*** DATA SECTION ***
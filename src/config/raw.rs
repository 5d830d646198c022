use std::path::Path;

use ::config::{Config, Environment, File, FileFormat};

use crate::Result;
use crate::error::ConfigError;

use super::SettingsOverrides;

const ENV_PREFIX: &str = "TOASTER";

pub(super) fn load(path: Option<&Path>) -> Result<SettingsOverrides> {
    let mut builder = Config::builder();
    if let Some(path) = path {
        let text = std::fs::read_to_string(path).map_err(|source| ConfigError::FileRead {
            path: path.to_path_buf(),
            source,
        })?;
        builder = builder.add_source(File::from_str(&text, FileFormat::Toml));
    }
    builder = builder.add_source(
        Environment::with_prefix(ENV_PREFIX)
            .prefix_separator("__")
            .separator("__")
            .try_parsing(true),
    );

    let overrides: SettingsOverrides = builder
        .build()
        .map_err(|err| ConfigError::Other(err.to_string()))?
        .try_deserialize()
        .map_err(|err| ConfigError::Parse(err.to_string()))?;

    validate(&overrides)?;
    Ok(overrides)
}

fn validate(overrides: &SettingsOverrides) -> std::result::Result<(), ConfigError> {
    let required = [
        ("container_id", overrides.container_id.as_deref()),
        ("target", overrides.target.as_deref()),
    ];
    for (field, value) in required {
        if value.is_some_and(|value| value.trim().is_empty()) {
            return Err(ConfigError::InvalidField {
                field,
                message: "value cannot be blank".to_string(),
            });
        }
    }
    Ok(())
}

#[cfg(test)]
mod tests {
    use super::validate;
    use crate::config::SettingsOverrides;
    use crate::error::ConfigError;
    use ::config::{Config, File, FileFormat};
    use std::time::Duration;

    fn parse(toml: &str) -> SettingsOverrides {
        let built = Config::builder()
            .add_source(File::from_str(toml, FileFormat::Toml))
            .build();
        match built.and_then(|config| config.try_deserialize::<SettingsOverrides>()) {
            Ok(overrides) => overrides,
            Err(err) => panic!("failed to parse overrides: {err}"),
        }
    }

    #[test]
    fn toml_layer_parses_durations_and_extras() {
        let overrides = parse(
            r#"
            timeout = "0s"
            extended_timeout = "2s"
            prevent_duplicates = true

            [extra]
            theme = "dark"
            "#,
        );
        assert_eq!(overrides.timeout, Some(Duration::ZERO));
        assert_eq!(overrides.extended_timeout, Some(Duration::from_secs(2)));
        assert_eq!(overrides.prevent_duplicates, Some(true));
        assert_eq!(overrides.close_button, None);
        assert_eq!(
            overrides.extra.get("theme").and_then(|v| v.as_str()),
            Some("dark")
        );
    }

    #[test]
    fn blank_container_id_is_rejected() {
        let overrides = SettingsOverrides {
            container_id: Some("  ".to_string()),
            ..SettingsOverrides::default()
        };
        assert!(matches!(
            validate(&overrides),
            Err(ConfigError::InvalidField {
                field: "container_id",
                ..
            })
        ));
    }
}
*** End of DATA SECTION ***
Whenever a line of the data includes the word "Environment", show that line in full.

use ::config::{Config, Environment, File, FileFormat};
        Environment::with_prefix(ENV_PREFIX)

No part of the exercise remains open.